To enable GeoDNS for your zone follow these simple steps:
If you’re not already on Enterprise DNS level, go into your Domain Overview tab and on the “Service Management” line click on “Change”:
After your upgrade, go into your User Info, click Edit and enable Beta down at the bottom, then into your Account Preferences and enable GeoDNS:
Once that’s turned on, you will see a line appear in your Domain Overview module with your geozones, where you activate the ones you want to define:
Things to Know about using GeoDNS
Here are the caveats:
- This is one of those circumstances where once you turn it on, you have to wait a few hours for all of the nameservers in our cloud to “clue in”. We tried to eliminate all those “wait for this to kick in” choke points on the new system, but we have one here. Once the new config take place, all future DNS edits are instantaneous again.

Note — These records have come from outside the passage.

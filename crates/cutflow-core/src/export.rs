//! # Selection Fingerprints
//!
//! Deterministic fingerprints of a row selection, used to prove that two
//! snapshots (or two runs over the same shard) selected exactly the same
//! events.
//!
//! Two flavours:
//! - [`selection_checksum`]: XOR-rotate checksum, no dependencies
//! - [`selection_crypto_hash`]: BLAKE3 hex digest (`crypto-hash` feature)

/// Compute a deterministic checksum of a step label and selected rows.
///
/// # Security Note
///
/// This is **NOT** a cryptographic hash. It detects accidental differences
/// in row selection. Use [`selection_crypto_hash`] when collision
/// resistance matters.
#[must_use]
pub fn selection_checksum(step: &str, rows: &[usize]) -> u64 {
    let mut hash: u64 = (rows.len() as u64).rotate_left(3);

    for byte in step.as_bytes() {
        hash = hash.rotate_left(5) ^ u64::from(*byte);
    }

    // Position-dependent mixing so that row order matters
    for (pos, &row) in rows.iter().enumerate() {
        hash ^= (row as u64).rotate_left(17) ^ (pos as u64).rotate_left(29);
        hash = hash.rotate_left(7);
    }

    hash
}

/// Canonical byte encoding of a selection: label length, label, then rows
/// as little-endian u64.
#[cfg(feature = "crypto-hash")]
fn selection_bytes(step: &str, rows: &[usize]) -> Vec<u8> {
    let mut data = Vec::with_capacity(8 + step.len() + rows.len() * 8);
    data.extend_from_slice(&(step.len() as u64).to_le_bytes());
    data.extend_from_slice(step.as_bytes());
    for &row in rows {
        data.extend_from_slice(&(row as u64).to_le_bytes());
    }
    data
}

/// Compute a BLAKE3 hash of a step label and selected rows.
///
/// Returns the hash as a hex string (64 characters).
///
/// # Requires
///
/// This function is only available with the `crypto-hash` feature enabled.
#[cfg(feature = "crypto-hash")]
#[must_use]
pub fn selection_crypto_hash(step: &str, rows: &[usize]) -> String {
    blake3::hash(&selection_bytes(step, rows)).to_hex().to_string()
}

// =============================================================================
// TESTS
// =============================================================================

#[cfg(test)]
mod tests {
    use super::*;

    #[test]
    fn checksum_deterministic() {
        let rows = [2, 3, 4];
        assert_eq!(selection_checksum("B", &rows), selection_checksum("B", &rows));
    }

    #[test]
    fn checksum_changes_with_rows_and_label() {
        let base = selection_checksum("B", &[2, 3, 4]);
        assert_ne!(base, selection_checksum("B", &[2, 3]));
        assert_ne!(base, selection_checksum("B", &[2, 3, 5]));
        assert_ne!(base, selection_checksum("A", &[2, 3, 4]));
    }

    #[test]
    fn empty_selection_has_stable_checksum() {
        assert_eq!(selection_checksum("", &[]), 0);
    }

    #[cfg(feature = "crypto-hash")]
    #[test]
    fn crypto_hash_is_hex() {
        let hash = selection_crypto_hash("B", &[2, 3, 4]);
        assert_eq!(hash.len(), 64);
        assert_eq!(hash, selection_crypto_hash("B", &[2, 3, 4]));
        assert_ne!(hash, selection_crypto_hash("B", &[2, 3]));
    }
}
//! # CLI Command Implementations
//!
//! This module contains the actual implementations of CLI commands.

use crate::config::SelectionConfig;
use crate::pipeline::run_selection;
use cutflow_core::{
    Cutflow, CutflowError, CutflowRecords, EventBatch, RunOutput, run_output_from_bytes,
    run_output_to_bytes,
};
use std::path::{Path, PathBuf};

// =============================================================================
// FILE SIZE LIMITS
// =============================================================================

/// Maximum size of a JSON batch (1 GB).
const MAX_BATCH_FILE_SIZE: u64 = 1024 * 1024 * 1024;

/// Maximum size of a selection config (1 MB).
const MAX_CONFIG_FILE_SIZE: u64 = 1024 * 1024;

/// Maximum size of a run output file (1 GB).
const MAX_OUTPUT_FILE_SIZE: u64 = 1024 * 1024 * 1024;

/// Validate file size before reading.
fn validate_file_size(path: &Path, max_size: u64) -> Result<(), CutflowError> {
    let metadata = std::fs::metadata(path)
        .map_err(|e| CutflowError::IoError(format!("Cannot read file metadata: {}", e)))?;

    if metadata.len() > max_size {
        return Err(CutflowError::IoError(format!(
            "File size {} bytes exceeds maximum allowed {} bytes",
            metadata.len(),
            max_size
        )));
    }
    Ok(())
}

/// Validate an input path: it must resolve to an existing regular file.
fn validate_file_path(path: &Path) -> Result<PathBuf, CutflowError> {
    let canonical = path.canonicalize().map_err(|e| {
        CutflowError::IoError(format!("Invalid file path '{}': {}", path.display(), e))
    })?;

    if !canonical.is_file() {
        return Err(CutflowError::IoError(format!(
            "Path '{}' is not a regular file",
            path.display()
        )));
    }

    Ok(canonical)
}

/// Validate an output path: its parent directory must exist.
fn validate_output_path(path: &Path) -> Result<PathBuf, CutflowError> {
    let parent = match path.parent() {
        Some(p) if !p.as_os_str().is_empty() => p,
        _ => Path::new("."),
    };

    let canonical_parent = parent.canonicalize().map_err(|e| {
        CutflowError::IoError(format!(
            "Invalid output directory '{}': {}",
            parent.display(),
            e
        ))
    })?;

    if !canonical_parent.is_dir() {
        return Err(CutflowError::IoError(format!(
            "Output directory '{}' is not a valid directory",
            parent.display()
        )));
    }

    let filename = path
        .file_name()
        .ok_or_else(|| CutflowError::IoError("Output path has no filename".to_string()))?;

    Ok(canonical_parent.join(filename))
}

/// Read a file after path and size validation.
fn read_validated(path: &Path, max_size: u64) -> Result<Vec<u8>, CutflowError> {
    let validated = validate_file_path(path)?;
    validate_file_size(&validated, max_size)?;
    std::fs::read(&validated)
        .map_err(|e| CutflowError::IoError(format!("Read '{}': {}", path.display(), e)))
}

// =============================================================================
// LOADERS
// =============================================================================

/// Load a JSON event batch.
pub fn load_batch(path: &Path) -> Result<EventBatch, CutflowError> {
    let data = read_validated(path, MAX_BATCH_FILE_SIZE)?;
    serde_json::from_slice(&data)
        .map_err(|e| CutflowError::DeserializationError(format!("Batch '{}': {}", path.display(), e)))
}

/// Load and validate a TOML selection config.
pub fn load_config(path: &Path) -> Result<SelectionConfig, CutflowError> {
    let data = read_validated(path, MAX_CONFIG_FILE_SIZE)?;
    let contents = String::from_utf8(data)
        .map_err(|e| CutflowError::Config(format!("Config '{}' is not UTF-8: {}", path.display(), e)))?;
    SelectionConfig::from_toml_str(&contents)
}

/// Load a binary run output.
pub fn load_run_output(path: &Path) -> Result<RunOutput, CutflowError> {
    let data = read_validated(path, MAX_OUTPUT_FILE_SIZE)?;
    run_output_from_bytes(&data)
}

// =============================================================================
// RUN COMMAND
// =============================================================================

/// Run a selection and write its output.
pub fn cmd_run(batch: &Path, config: &Path, output: &Path, json_mode: bool) -> Result<(), CutflowError> {
    let validated_output = validate_output_path(output)?;
    let events = load_batch(batch)?;
    let selection = load_config(config)?;

    tracing::info!(events = events.len(), steps = selection.steps.len(), "running selection");
    let result = run_selection(events, selection)?;

    let data = run_output_to_bytes(&result)?;
    std::fs::write(&validated_output, &data)
        .map_err(|e| CutflowError::IoError(format!("Write file: {}", e)))?;

    if json_mode {
        let summary = serde_json::json!({
            "output": validated_output.to_string_lossy(),
            "bytes": data.len(),
            "final_events": result.final_batch.len(),
            "steps": result.graph.len(),
            "snapshots": result.snapshots.iter().map(|s| s.name()).collect::<Vec<_>>(),
            "cutflow_rows": result.cutflow.total_rows(),
        });
        println!("{}", serde_json::to_string_pretty(&summary).unwrap_or_default());
        return Ok(());
    }

    println!("Wrote {} bytes to {:?}", data.len(), validated_output);
    println!("Final events: {}", result.final_batch.len());
    println!();
    print!("{}", render_records(&result.cutflow));
    Ok(())
}

// =============================================================================
// SHOW COMMAND
// =============================================================================

/// Show the cutflow and snapshots of a run output.
pub fn cmd_show(input: &Path, json_mode: bool) -> Result<(), CutflowError> {
    let output = load_run_output(input)?;

    if json_mode {
        println!("{}", records_json(&output.cutflow));
        return Ok(());
    }

    print!("{}", render_records(&output.cutflow));
    println!();
    println!("Snapshots");
    println!("=========");
    for snapshot in output.snapshots.iter() {
        println!(
            "{:<20} step={:<16} events={}",
            snapshot.name(),
            snapshot.step(),
            snapshot.len()
        );
    }
    Ok(())
}

// =============================================================================
// MERGE COMMAND
// =============================================================================

/// Sum the cutflow record sets of several run outputs, set by set.
pub fn merge_cutflows(inputs: &[PathBuf]) -> Result<CutflowRecords, CutflowError> {
    let mut merged = CutflowRecords::default();
    for input in inputs {
        let output = load_run_output(input)?;
        merged.merge(&output.cutflow);
        tracing::debug!(input = %input.display(), rows = output.cutflow.total_rows(), "merged cutflow");
    }
    Ok(merged)
}

/// Merge and print the cutflows of several run outputs.
pub fn cmd_merge(inputs: &[PathBuf], json_mode: bool) -> Result<(), CutflowError> {
    let merged = merge_cutflows(inputs)?;

    if json_mode {
        println!("{}", records_json(&merged));
        return Ok(());
    }

    println!("Merged {} run outputs", inputs.len());
    println!();
    print!("{}", render_records(&merged));
    Ok(())
}

// =============================================================================
// HASH COMMAND
// =============================================================================

/// Print snapshot fingerprints.
pub fn cmd_hash(input: &Path, json_mode: bool) -> Result<(), CutflowError> {
    let output = load_run_output(input)?;

    if json_mode {
        let hashes: Vec<_> = output
            .snapshots
            .iter()
            .map(|s| {
                serde_json::json!({
                    "name": s.name(),
                    "step": s.step(),
                    "events": s.len(),
                    "checksum": s.checksum(),
                    "blake3": s.crypto_hash(),
                })
            })
            .collect();
        println!("{}", serde_json::to_string_pretty(&hashes).unwrap_or_default());
        return Ok(());
    }

    for snapshot in output.snapshots.iter() {
        println!("{}", snapshot.name());
        println!("  Checksum: {}", snapshot.checksum());
        println!("  BLAKE3:   {}", snapshot.crypto_hash());
    }
    Ok(())
}

// =============================================================================
// RENDERING
// =============================================================================

/// Format a cutflow as a text table.
pub fn render_cutflow(cutflow: &Cutflow) -> String {
    let mut out = String::new();
    out.push_str(&format!(
        "{:<20} {:<12} {:>10} {:>14} {:>12} {:>10}\n",
        "Step", "Category", "Raw", "Weighted", "Uncertainty", "Eff."
    ));
    out.push_str(&format!("{}\n", "-".repeat(83)));
    for row in cutflow.rows() {
        let efficiency = cutflow
            .efficiency(row)
            .map(|e| format!("{:.4}", e))
            .unwrap_or_else(|| "-".to_string());
        out.push_str(&format!(
            "{:<20} {:<12} {:>10} {:>14.3} {:>12.3} {:>10}\n",
            row.step,
            row.category,
            row.raw,
            row.weighted,
            row.uncertainty(),
            efficiency
        ));
    }
    out
}

/// Format every record set of a run, the explicit one first.
pub fn render_records(records: &CutflowRecords) -> String {
    let mut out = String::new();
    if !records.run().is_empty() {
        out.push_str("Cutflow\n\n");
        out.push_str(&render_cutflow(records.run()));
    }
    for (name, cutflow) in records.snapshots() {
        if !out.is_empty() {
            out.push('\n');
        }
        out.push_str(&format!("Cutflow of snapshot '{}'\n\n", name));
        out.push_str(&render_cutflow(cutflow));
    }
    out
}

fn cutflow_json(cutflow: &Cutflow) -> serde_json::Value {
    let rows: Vec<_> = cutflow
        .rows()
        .iter()
        .map(|row| {
            serde_json::json!({
                "step": row.step,
                "parent": row.parent,
                "category": row.category,
                "raw": row.raw,
                "weighted": row.weighted,
                "weighted_sq": row.weighted_sq,
                "efficiency": cutflow.efficiency(row),
            })
        })
        .collect();
    serde_json::Value::Array(rows)
}

fn records_json(records: &CutflowRecords) -> String {
    let snapshots: serde_json::Map<String, serde_json::Value> = records
        .snapshots()
        .map(|(name, cutflow)| (name.to_string(), cutflow_json(cutflow)))
        .collect();
    let value = serde_json::json!({
        "run": cutflow_json(records.run()),
        "snapshots": snapshots,
    });
    serde_json::to_string_pretty(&value).unwrap_or_default()
}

- Right now, dns4 doesn’t support the geoDNS. If you use dns4 then those queries will be served from your “default” area. You could either remove dns4 from your delegation (leaving you with a measly 19 global POPs over 3 anycast strands) until we bring dns4 into line, or leave it knowing that a portion of your traffic will be unshaped and flow to your default zone. (The reason for this is because that the dns4 anycast constellation has a different underlying architecture requiring a different approach. We’re working on that now.)
- This is zone based geoDNS, you do not get “country level” granularity. Having said that, all DNS Pro level domains have country-level geotargeting built into the URL forwarding, and have for over a year. (The ironic thing is this: you will actually get higher accuracy from using URL geotargeting than you will from geoDNS, because with the former you see the remote clients actual IP, firewall or at worst a proxy; while with the latter you only see their DNS resolver, which could be anywhere.)
So there you have it. Take it for a spin, try it out, let us know how you like it.
Igor says
Have you removed Geo DNS support? I can not found it anywhere in the control panel
easyDNS Support says
Hi there,
Please see your email for our response, and our apologies for the delay.
Arnon
Nadav says
Hey
I’m considering registering for your service, but one of the key features for me is GeoDNS…
So following the question above – is it availablerunning?
Thanks
easyDNS Support says
Hi Nadav, yes it is. Out of Beta for a while, it’s now part of our DNS Pro service level as a standard. You need to enable it in your preferences for it to appear in your DNS editing options is all.Sorry for the delayed reply.